Re: Worries about delayed-commit semantics - Mailing list pgsql-hackers

From Simon Riggs
Subject Re: Worries about delayed-commit semantics
Date
Msg-id 1182502188.9276.106.camel@silverbirch.site
Whole thread Raw
In response to Worries about delayed-commit semantics  (Tom Lane <tgl@sss.pgh.pa.us>)
List pgsql-hackers
On Thu, 2007-06-21 at 18:15 -0400, Tom Lane wrote:
> I've been reflecting a bit about whether the notion of deferred fsync
> for transaction commits is really safe.  The proposed patch tries to
> ensure that no consequences of a committed transaction can reach disk
> before the commit WAL record is fsync'd, but ISTM there are potential
> holes in what it's doing.  In particular the path that concerns me is
> 
> (1) transaction A commits with deferred fsync;
> 
> (2) transaction B observes some effect of A (eg, a committed-good tuple);
> 
> (3) transaction B makes a change that is contingent on the observation.
> 
> If B's changes were to reach disk in advance of A's commit record, we'd
> have a risk of logical inconsistency.  

B's changes cannot reach disk before B's commit record. That is the
existing WAL-before-data rule implemented by the buffer manager.

If B can see A's changes, then A has written a commit record to the log
that is definitely before B's commit record.
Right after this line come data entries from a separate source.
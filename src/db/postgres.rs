use sqlx::{postgres::PgPoolOptions, PgPool};

/// Opens the connection pool for the attraction catalog and rating store.
///
/// Recommendation requests fan out into several short reads, so connections
/// are pooled and reused; the cap comes from configuration.
pub async fn create_pool(database_url: &str, max_connections: u32) -> anyhow::Result<PgPool> {
    let pool = PgPoolOptions::new()
        .max_connections(max_connections)
        .connect(database_url)
        .await?;

    Ok(pool)
}
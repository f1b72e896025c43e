use std::collections::HashMap;

use crate::models::{Rating, SimilarUser, UserRating};

/// Fewer co-rated attractions than this carries too little signal
pub const MIN_CO_RATED: usize = 3;
/// Users at or below this similarity are discarded as candidates
pub const SIMILARITY_THRESHOLD: f64 = 0.3;
/// At most this many similar users feed the collaborative path
pub const MAX_SIMILAR_USERS: usize = 10;

/// Similarity between two users' rating histories.
///
/// Intersects on attraction id and computes the Pearson correlation over the
/// co-rated set. Returns 0 when fewer than [`MIN_CO_RATED`] attractions are
/// shared or when either score vector has no variance.
pub fn user_similarity(a: &[UserRating], b: &[UserRating]) -> f64 {
    let b_scores: HashMap<i64, f64> = b.iter().map(|r| (r.attraction_id, r.score)).collect();

    let pairs: Vec<(f64, f64)> = a
        .iter()
        .filter_map(|r| b_scores.get(&r.attraction_id).map(|&s| (r.score, s)))
        .collect();

    if pairs.len() < MIN_CO_RATED {
        return 0.0;
    }

    pearson(&pairs)
}

/// Pearson correlation coefficient over paired scores, in [-1, 1]
fn pearson(pairs: &[(f64, f64)]) -> f64 {
    let n = pairs.len() as f64;
    let mean_a = pairs.iter().map(|(a, _)| a).sum::<f64>() / n;
    let mean_b = pairs.iter().map(|(_, b)| b).sum::<f64>() / n;

    let mut numerator = 0.0;
    let mut sum_sq_a = 0.0;
    let mut sum_sq_b = 0.0;

    for (a, b) in pairs {
        let da = a - mean_a;
        let db = b - mean_b;
        numerator += da * db;
        sum_sq_a += da * da;
        sum_sq_b += db * db;
    }

    if sum_sq_a == 0.0 || sum_sq_b == 0.0 {
        return 0.0;
    }

    numerator / (sum_sq_a.sqrt() * sum_sq_b.sqrt())
}

/// Ranks every other rated user by similarity to the requester.
///
/// Candidates at or below [`SIMILARITY_THRESHOLD`] are dropped; survivors are
/// sorted by descending similarity (ties on ascending user id, so repeated
/// computation of the same data is stable) and capped at
/// [`MAX_SIMILAR_USERS`].
pub fn rank_similar_users(
    user_ratings: &[UserRating],
    others: &HashMap<i64, Vec<UserRating>>,
) -> Vec<SimilarUser> {
    let mut ranked: Vec<SimilarUser> = others
        .iter()
        .map(|(&user_id, ratings)| SimilarUser {
            user_id,
            similarity: user_similarity(user_ratings, ratings),
        })
        .filter(|s| s.similarity > SIMILARITY_THRESHOLD)
        .collect();

    ranked.sort_by(|a, b| {
        b.similarity
            .partial_cmp(&a.similarity)
            .unwrap_or(std::cmp::Ordering::Equal)
            .then(a.user_id.cmp(&b.user_id))
    });
    ranked.truncate(MAX_SIMILAR_USERS);

    ranked
}

/// Groups a flat rating list into per-user histories
pub fn group_ratings_by_user(ratings: &[Rating]) -> HashMap<i64, Vec<UserRating>> {
    let mut by_user: HashMap<i64, Vec<UserRating>> = HashMap::new();

    for rating in ratings {
        by_user.entry(rating.user_id).or_default().push(UserRating {
            attraction_id: rating.attraction_id,
            score: rating.score,
        });
    }

    by_user
}

#[cfg(test)]
mod tests {
    use super::*;
    use chrono::Utc;

    fn ratings(entries: &[(i64, f64)]) -> Vec<UserRating> {
        entries
            .iter()
            .map(|&(attraction_id, score)| UserRating {
                attraction_id,
                score,
            })
            .collect()
    }

    #[test]
    fn test_fewer_than_three_co_rated_is_zero() {
        let a = ratings(&[(1, 5.0), (2, 4.0)]);
        let b = ratings(&[(1, 5.0), (2, 4.0)]);
        assert_eq!(user_similarity(&a, &b), 0.0);

        let a = ratings(&[(1, 5.0), (2, 4.0), (3, 3.0)]);
        let b = ratings(&[(1, 5.0), (4, 4.0), (5, 3.0)]);
        assert_eq!(user_similarity(&a, &b), 0.0);
    }

    #[test]
    fn test_zero_variance_is_zero() {
        // User B gave the same score to every co-rated attraction
        let a = ratings(&[(1, 5.0), (2, 3.0), (3, 1.0)]);
        let b = ratings(&[(1, 4.0), (2, 4.0), (3, 4.0)]);
        assert_eq!(user_similarity(&a, &b), 0.0);
    }

    #[test]
    fn test_similarity_is_bounded_and_symmetric() {
        let a = ratings(&[(1, 5.0), (2, 2.0), (3, 4.0), (4, 1.0)]);
        let b = ratings(&[(1, 4.0), (2, 1.0), (3, 5.0), (4, 2.0)]);

        let ab = user_similarity(&a, &b);
        let ba = user_similarity(&b, &a);

        assert!((-1.0..=1.0).contains(&ab));
        assert!((ab - ba).abs() < 1e-12);
    }

    #[test]
    fn test_identical_histories_are_perfectly_correlated() {
        let a = ratings(&[(1, 5.0), (2, 3.0), (3, 1.0)]);
        let sim = user_similarity(&a, &a);
        assert!((sim - 1.0).abs() < 1e-12);
    }

    #[test]
    fn test_opposite_histories_are_negatively_correlated() {
        let a = ratings(&[(1, 5.0), (2, 3.0), (3, 1.0)]);
        let b = ratings(&[(1, 1.0), (2, 3.0), (3, 5.0)]);
        let sim = user_similarity(&a, &b);
        assert!((sim + 1.0).abs() < 1e-12);
    }

    #[test]
    fn test_closely_aligned_raters_score_high() {
        // U: {A:5, B:5, C:1}, V: {A:5, B:4, C:2}
        let u = ratings(&[(1, 5.0), (2, 5.0), (3, 1.0)]);
        let v = ratings(&[(1, 5.0), (2, 4.0), (3, 2.0)]);

        let sim = user_similarity(&u, &v);
        assert!(sim > 0.9, "expected high positive similarity, got {}", sim);
    }

    #[test]
    fn test_rank_filters_threshold_sorts_and_caps() {
        let user = ratings(&[(1, 5.0), (2, 4.0), (3, 1.0), (4, 3.0)]);

        let mut others = HashMap::new();
        // Strongly aligned
        others.insert(10, ratings(&[(1, 5.0), (2, 4.0), (3, 1.0)]));
        // Anti-aligned, filtered out by the threshold
        others.insert(20, ratings(&[(1, 1.0), (2, 2.0), (3, 5.0)]));
        // Too little overlap
        others.insert(30, ratings(&[(1, 5.0), (9, 4.0)]));
        // Aligned but less tightly
        others.insert(40, ratings(&[(1, 4.0), (2, 4.0), (3, 2.0), (4, 3.0)]));

        let ranked = rank_similar_users(&user, &others);

        assert_eq!(ranked.len(), 2);
        assert_eq!(ranked[0].user_id, 10);
        assert_eq!(ranked[1].user_id, 40);
        assert!(ranked[0].similarity >= ranked[1].similarity);
        assert!(ranked.iter().all(|s| s.similarity > SIMILARITY_THRESHOLD));
    }

    #[test]
    fn test_rank_caps_at_max_similar_users() {
        let user = ratings(&[(1, 5.0), (2, 4.0), (3, 1.0)]);

        let mut others = HashMap::new();
        for id in 0..25 {
            others.insert(id, ratings(&[(1, 5.0), (2, 4.0), (3, 1.0)]));
        }

        let ranked = rank_similar_users(&user, &others);
        assert_eq!(ranked.len(), MAX_SIMILAR_USERS);
        // Equal similarity breaks ties on ascending user id
        assert_eq!(ranked[0].user_id, 0);
    }

    #[test]
    fn test_group_ratings_by_user() {
        let now = Utc::now();
        let rows = vec![
            Rating {
                user_id: 1,
                attraction_id: 7,
                score: 4.5,
                comment: None,
                created_at: now,
            },
            Rating {
                user_id: 2,
                attraction_id: 7,
                score: 3.0,
                comment: None,
                created_at: now,
            },
            Rating {
                user_id: 1,
                attraction_id: 8,
                score: 5.0,
                comment: Some("wonderful".to_string()),
                created_at: now,
            },
        ];

        let grouped = group_ratings_by_user(&rows);
        assert_eq!(grouped.len(), 2);
        assert_eq!(grouped[&1].len(), 2);
        assert_eq!(grouped[&2].len(), 1);
    }
}
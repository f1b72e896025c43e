mod cache;

pub use cache::{create_redis_client, CacheKey, RecommendationCache, RedisCache};

#[cfg(test)]
pub use cache::MockRecommendationCache;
So B's commit will also
commit A's changes to WAL when it flushes at EOX. So whether A is a
guaranteed transaction or not, B can always rely on those changes.

I agree this feels unsafe when you first think about it, and was the
reason for me taking months before publishing the idea.

> The patch is doing what it can
> to prevent *direct* effects of A from reaching disk before the commit
> record does, but it doesn't (and I think cannot) extend this to indirect
> effects perpetrated by other transactions.  An example of the sort of
> risk I'm worried about is a REINDEX omitting an index entry for a tuple
> that it sees as committed dead by A.
> 
> Now this may be safe anyway, but it requires analysis that I don't
> recall anyone having put forward.  The cases that I can see are:
> 
> 1. Ordinary WAL-logged change in a shared buffer page.  The change will
> not be allowed to reach disk before the associated WAL record does, and
> that WAL record must follow A's commit, so we're safe.
> 
> 2. Non-WAL-logged change in a temp table.  Could reach disk in advance
> of A's commit, but we don't care since temp table contents don't survive
> crashes anyway.
> 
> 3. Non-WAL-logged change made via one of the paths we have introduced
> to avoid WAL overhead for bulk updates.  In these cases it's entirely
> possible for the data to reach disk before A's commit, because B will
> fsync it down to disk without any sort of interlock, as soon as it
> finishes the bulk update.  However, I believe it's the case that all
> these paths are designed to write data that no other transaction can see
> until after B commits.  That commit must follow A's in the WAL log,
> so until it has reached disk, the contents of the bulk-updated file
> are unimportant after a crash.
> 
> So I think it's probably all OK, but this is a sufficiently long chain
> of reasoning that it had better be checked over by multiple people and
> recorded as part of the design implications of the patch.  Does anyone
> think any of this is wrong, or too fragile to survive future code
> changes?  Are there cases I've missed?

I've done the analysis, but perhaps I should finish the docs now to aid
with review of the patch on the points you make.